U.S. goods trade gap hits record

Washington, Dec. 30 (BNA): The US trade deficit in goods spread to the widest ever in November, as imports of consumer goods jumped to a record level ahead of the second consecutive shopping season due to the novel coronavirus, along with industrial supplies, while industrial supplies slumped. exports. After historic gains a month ago.

Economists said the goods trade gap reported by the Commerce Department on Wednesday is likely to remain historically high as long as the coronavirus pandemic continues. The emergence of the rapidly spreading Omicron variant of COVID-19 that drove case numbers in the United States and the world to a record high this week may worsen it in the near term if it curbs American consumer spending on services and restores demand for imported goods. mentioned.

Omicron also stands as a downside risk in the housing market. Wednesday’s pending home sales reading also showed an unexpected decline in November, and while this data largely preceded Omicron’s rise in the US, a new, highly contagious alternative that could curb home sales in the near term, is the National Association of Realtors (National Association of Realtors). National Realtors (NAR) said.

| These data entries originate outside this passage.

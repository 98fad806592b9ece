mod random_search;

pub use random_search::RandomSearch;

use crate::problem::Problem;
use std::{
    collections::BTreeMap,
    fmt,
    sync::{
        atomic::{AtomicU64, Ordering},
        Arc,
    },
};
use thiserror::Error;

/// error raised by an algorithm during a run, aborts the remaining runs of its job
#[derive(Error, Debug, Clone, PartialEq)]
#[error("{0}")]
pub struct AlgorithmError(pub String);

impl AlgorithmError {
    pub fn new(message: impl Into<String>) -> Self {
        Self(message.into())
    }
}

/// An optimizer benchmarked by the runner. Every job works on its own clone, so
/// implementations may freely mutate `self` during a run.
pub trait Algorithm: Clone + Send + Sync {
    fn name(&self) -> String;

    fn run(&mut self, problem: &mut dyn Problem) -> Result<(), AlgorithmError>;

    /// attributes this algorithm exposes for tracking
    fn accessors() -> Accessors<Self>
    where
        Self: Sized,
    {
        Accessors::default()
    }
}

/// Explicit registration of trackable attributes, replacing lookups by name at runtime.
pub struct Accessors<A> {
    run: BTreeMap<String, fn(&A) -> f64>,
    watched: BTreeMap<String, fn(&A) -> &Watch>,
}

impl<A> Default for Accessors<A> {
    fn default() -> Self {
        Self {
            run: BTreeMap::new(),
            watched: BTreeMap::new(),
        }
    }
}

impl<A> fmt::Debug for Accessors<A> {
    fn fmt(&self, f: &mut fmt::Formatter<'_>) -> fmt::Result {
        f.debug_struct("Accessors")
            .field("run", &self.run.keys().collect::<Vec<_>>())
            .field("watched", &self.watched.keys().collect::<Vec<_>>())
            .finish()
    }
}

impl<A> Accessors<A> {
    /// register an attribute read once at the end of every run
    pub fn run_attribute(mut self, name: &str, accessor: fn(&A) -> f64) -> Self {
        self.run.insert(name.to_string(), accessor);
        self
    }

    /// register an attribute sampled whenever the logger writes a row
    pub fn watched_attribute(mut self, name: &str, accessor: fn(&A) -> &Watch) -> Self {
        self.watched.insert(name.to_string(), accessor);
        self
    }

    pub fn has_run_attribute(&self, name: &str) -> bool {
        self.run.contains_key(name)
    }

    pub fn has_watched_attribute(&self, name: &str) -> bool {
        self.watched.contains_key(name)
    }

    /// read the given run attributes, unknown names are skipped
    pub fn read_run_attributes(&self, algorithm: &A, names: &[String]) -> BTreeMap<String, f64> {
        names
            .iter()
            .filter_map(|name| {
                self.run
                    .get(name)
                    .map(|accessor| (name.clone(), accessor(algorithm)))
            })
            .collect()
    }

    /// handles on the given watched attributes, unknown names are skipped
    pub fn watch_handles(&self, algorithm: &A, names: &[String]) -> Vec<(String, WatchHandle)> {
        names
            .iter()
            .filter_map(|name| {
                self.watched
                    .get(name)
                    .map(|accessor| (name.clone(), accessor(algorithm).handle()))
            })
            .collect()
    }
}

/// A value an algorithm updates while it runs and the logger samples.
///
/// Cloning a `Watch` creates an independent cell holding the current value, so cloned
/// algorithms never share state. Observers use a [`WatchHandle`] instead.
#[derive(Debug, Default)]
pub struct Watch(Arc<AtomicU64>);

impl Watch {
    pub fn new(value: f64) -> Self {
        Self(Arc::new(AtomicU64::new(value.to_bits())))
    }

    pub fn set(&self, value: f64) {
        self.0.store(value.to_bits(), Ordering::Relaxed);
    }

    pub fn get(&self) -> f64 {
        f64::from_bits(self.0.load(Ordering::Relaxed))
    }

    pub fn handle(&self) -> WatchHandle {
        WatchHandle(Arc::clone(&self.0))
    }
}

impl Clone for Watch {
    fn clone(&self) -> Self {
        Self::new(self.get())
    }
}

/// read-only view on a [`Watch`]
#[derive(Debug, Clone)]
pub struct WatchHandle(Arc<AtomicU64>);

impl WatchHandle {
    pub fn get(&self) -> f64 {
        f64::from_bits(self.0.load(Ordering::Relaxed))
    }
}

#[cfg(test)]
mod tests {
    use super::*;

    #[derive(Clone)]
    struct Counter {
        calls: usize,
        step: Watch,
    }

    #[test]
    fn clones_do_not_share_watches() {
        let original = Watch::new(1.0);
        let handle = original.handle();
        let copy = original.clone();

        copy.set(5.0);
        assert_eq!(handle.get(), 1.0);

        original.set(2.0);
        assert_eq!(handle.get(), 2.0);
        assert_eq!(copy.get(), 5.0);
    }

    #[test]
    fn accessors_read_registered_names() {
        let accessors = Accessors::<Counter>::default()
            .run_attribute("calls", |counter| counter.calls as f64)
            .watched_attribute("step", |counter| &counter.step);
        let counter = Counter {
            calls: 3,
            step: Watch::new(0.5),
        };

        assert!(accessors.has_run_attribute("calls"));
        assert!(!accessors.has_run_attribute("step"));
        assert!(accessors.has_watched_attribute("step"));

        let values =
            accessors.read_run_attributes(&counter, &["calls".to_string(), "nope".to_string()]);
        assert_eq!(values, BTreeMap::from([("calls".to_string(), 3.0)]));

        let handles = accessors.watch_handles(&counter, &["step".to_string()]);
        counter.step.set(0.75);
        assert_eq!(handles[0].0, "step");
        assert_eq!(handles[0].1.get(), 0.75);
    }
}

Statistics Bureau data showed that the goods trade deficit widened last month by 17.5 percent to $97.8 billion, from $83.2 billion in October. That exceeds the previous record deficit set in September of $97 billion and may dampen optimism that trade may finally add to US economic growth this quarter for the first time in more than a year.

Imports rose 4.7% as industrial supplies led the way with an increase of $5.7 billion to $63.2 billion, followed by consumer goods by $2.9 billion to just $67 billion as retailers rush to fill store shelves before Christmas. Both were record levels.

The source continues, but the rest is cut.